[Exercise directions]
Check each line of the entries below for the word "ndata", and copy the lines that have it.

[Input records]
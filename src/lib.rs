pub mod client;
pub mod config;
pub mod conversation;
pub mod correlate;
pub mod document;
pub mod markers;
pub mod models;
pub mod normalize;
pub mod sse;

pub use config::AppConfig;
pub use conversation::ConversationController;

---

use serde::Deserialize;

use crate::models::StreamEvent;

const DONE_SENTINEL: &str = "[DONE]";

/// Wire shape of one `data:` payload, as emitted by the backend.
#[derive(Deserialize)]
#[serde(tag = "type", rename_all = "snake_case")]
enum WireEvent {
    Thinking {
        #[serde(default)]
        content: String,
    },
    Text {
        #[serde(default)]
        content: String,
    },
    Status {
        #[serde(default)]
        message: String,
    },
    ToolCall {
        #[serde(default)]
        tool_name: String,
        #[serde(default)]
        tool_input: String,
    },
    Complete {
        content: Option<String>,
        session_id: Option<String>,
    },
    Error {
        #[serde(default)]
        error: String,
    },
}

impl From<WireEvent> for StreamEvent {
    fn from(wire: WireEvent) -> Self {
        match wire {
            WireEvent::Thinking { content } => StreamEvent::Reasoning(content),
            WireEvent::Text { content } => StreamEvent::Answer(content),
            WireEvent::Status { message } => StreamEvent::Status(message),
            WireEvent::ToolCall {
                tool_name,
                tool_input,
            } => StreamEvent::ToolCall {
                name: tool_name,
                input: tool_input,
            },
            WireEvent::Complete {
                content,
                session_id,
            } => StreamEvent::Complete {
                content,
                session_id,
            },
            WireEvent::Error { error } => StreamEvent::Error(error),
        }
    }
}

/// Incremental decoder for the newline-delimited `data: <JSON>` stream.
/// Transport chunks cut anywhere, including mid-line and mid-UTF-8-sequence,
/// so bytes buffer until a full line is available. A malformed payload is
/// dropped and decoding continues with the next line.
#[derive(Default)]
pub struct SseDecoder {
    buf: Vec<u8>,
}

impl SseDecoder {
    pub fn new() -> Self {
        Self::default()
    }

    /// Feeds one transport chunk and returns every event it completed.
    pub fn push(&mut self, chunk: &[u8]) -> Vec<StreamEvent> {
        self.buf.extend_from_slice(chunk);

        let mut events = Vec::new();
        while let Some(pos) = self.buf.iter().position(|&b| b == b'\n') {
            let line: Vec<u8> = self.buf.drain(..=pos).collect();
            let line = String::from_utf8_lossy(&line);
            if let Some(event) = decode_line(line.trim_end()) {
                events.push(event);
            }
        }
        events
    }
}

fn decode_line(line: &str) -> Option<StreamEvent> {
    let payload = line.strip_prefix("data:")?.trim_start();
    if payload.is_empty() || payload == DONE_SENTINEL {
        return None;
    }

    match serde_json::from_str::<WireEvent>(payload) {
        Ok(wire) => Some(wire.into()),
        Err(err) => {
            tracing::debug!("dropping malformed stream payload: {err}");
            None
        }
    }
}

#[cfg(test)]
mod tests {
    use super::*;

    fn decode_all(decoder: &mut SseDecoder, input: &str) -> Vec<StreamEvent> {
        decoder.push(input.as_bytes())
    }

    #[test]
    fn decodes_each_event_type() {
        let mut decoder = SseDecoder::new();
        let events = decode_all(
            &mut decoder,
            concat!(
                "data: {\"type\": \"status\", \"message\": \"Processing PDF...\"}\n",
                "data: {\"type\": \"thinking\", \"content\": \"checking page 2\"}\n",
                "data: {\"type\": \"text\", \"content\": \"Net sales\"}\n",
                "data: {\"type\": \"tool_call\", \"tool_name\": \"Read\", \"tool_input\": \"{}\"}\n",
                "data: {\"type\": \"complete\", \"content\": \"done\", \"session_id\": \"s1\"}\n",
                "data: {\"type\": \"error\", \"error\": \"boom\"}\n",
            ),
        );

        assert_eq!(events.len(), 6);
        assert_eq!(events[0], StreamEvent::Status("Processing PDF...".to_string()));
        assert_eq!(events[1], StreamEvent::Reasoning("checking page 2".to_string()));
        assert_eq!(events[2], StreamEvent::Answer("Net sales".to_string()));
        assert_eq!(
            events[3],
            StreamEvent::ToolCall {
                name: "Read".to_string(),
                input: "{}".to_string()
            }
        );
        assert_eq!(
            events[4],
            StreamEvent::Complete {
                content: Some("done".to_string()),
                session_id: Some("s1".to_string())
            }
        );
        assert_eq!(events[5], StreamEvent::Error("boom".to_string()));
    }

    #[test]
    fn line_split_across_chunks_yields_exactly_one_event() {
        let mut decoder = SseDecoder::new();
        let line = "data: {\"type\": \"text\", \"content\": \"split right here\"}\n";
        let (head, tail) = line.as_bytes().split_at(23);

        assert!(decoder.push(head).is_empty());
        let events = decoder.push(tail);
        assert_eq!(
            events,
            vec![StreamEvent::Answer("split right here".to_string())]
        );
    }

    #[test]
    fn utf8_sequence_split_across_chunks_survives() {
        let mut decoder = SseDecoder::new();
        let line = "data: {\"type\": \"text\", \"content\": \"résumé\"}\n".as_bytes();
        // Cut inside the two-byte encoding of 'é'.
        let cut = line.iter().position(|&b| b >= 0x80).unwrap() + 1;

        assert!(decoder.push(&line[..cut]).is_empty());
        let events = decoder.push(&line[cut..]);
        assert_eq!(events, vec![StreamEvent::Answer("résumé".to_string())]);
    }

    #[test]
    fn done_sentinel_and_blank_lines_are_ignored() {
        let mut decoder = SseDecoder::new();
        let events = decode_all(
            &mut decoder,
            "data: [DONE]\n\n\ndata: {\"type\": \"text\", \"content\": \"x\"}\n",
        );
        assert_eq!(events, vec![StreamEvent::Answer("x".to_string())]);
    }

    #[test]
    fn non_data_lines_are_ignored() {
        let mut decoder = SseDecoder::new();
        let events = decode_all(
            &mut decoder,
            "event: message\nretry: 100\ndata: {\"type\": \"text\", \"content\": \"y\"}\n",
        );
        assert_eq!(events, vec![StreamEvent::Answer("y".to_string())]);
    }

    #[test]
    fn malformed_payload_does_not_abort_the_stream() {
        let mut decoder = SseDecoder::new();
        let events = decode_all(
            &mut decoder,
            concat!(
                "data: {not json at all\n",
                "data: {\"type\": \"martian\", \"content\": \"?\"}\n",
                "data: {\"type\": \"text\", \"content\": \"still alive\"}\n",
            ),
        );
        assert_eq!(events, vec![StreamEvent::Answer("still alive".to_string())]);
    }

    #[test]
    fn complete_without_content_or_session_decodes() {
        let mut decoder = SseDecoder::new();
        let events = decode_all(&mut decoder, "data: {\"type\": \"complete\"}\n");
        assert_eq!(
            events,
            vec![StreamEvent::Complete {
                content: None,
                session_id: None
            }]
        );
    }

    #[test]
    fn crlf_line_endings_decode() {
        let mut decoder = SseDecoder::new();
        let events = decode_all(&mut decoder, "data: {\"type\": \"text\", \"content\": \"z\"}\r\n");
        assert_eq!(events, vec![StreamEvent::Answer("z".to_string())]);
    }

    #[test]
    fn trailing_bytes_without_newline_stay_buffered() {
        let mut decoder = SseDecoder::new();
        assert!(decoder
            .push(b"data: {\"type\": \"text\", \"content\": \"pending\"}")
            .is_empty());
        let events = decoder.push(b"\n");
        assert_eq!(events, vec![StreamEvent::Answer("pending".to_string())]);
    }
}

[The completed task]
            "data: [DONE]\n\n\ndata: {\"type\": \"text\", \"content\": \"x\"}\n",
            "event: message\nretry: 100\ndata: {\"type\": \"text\", \"content\": \"y\"}\n",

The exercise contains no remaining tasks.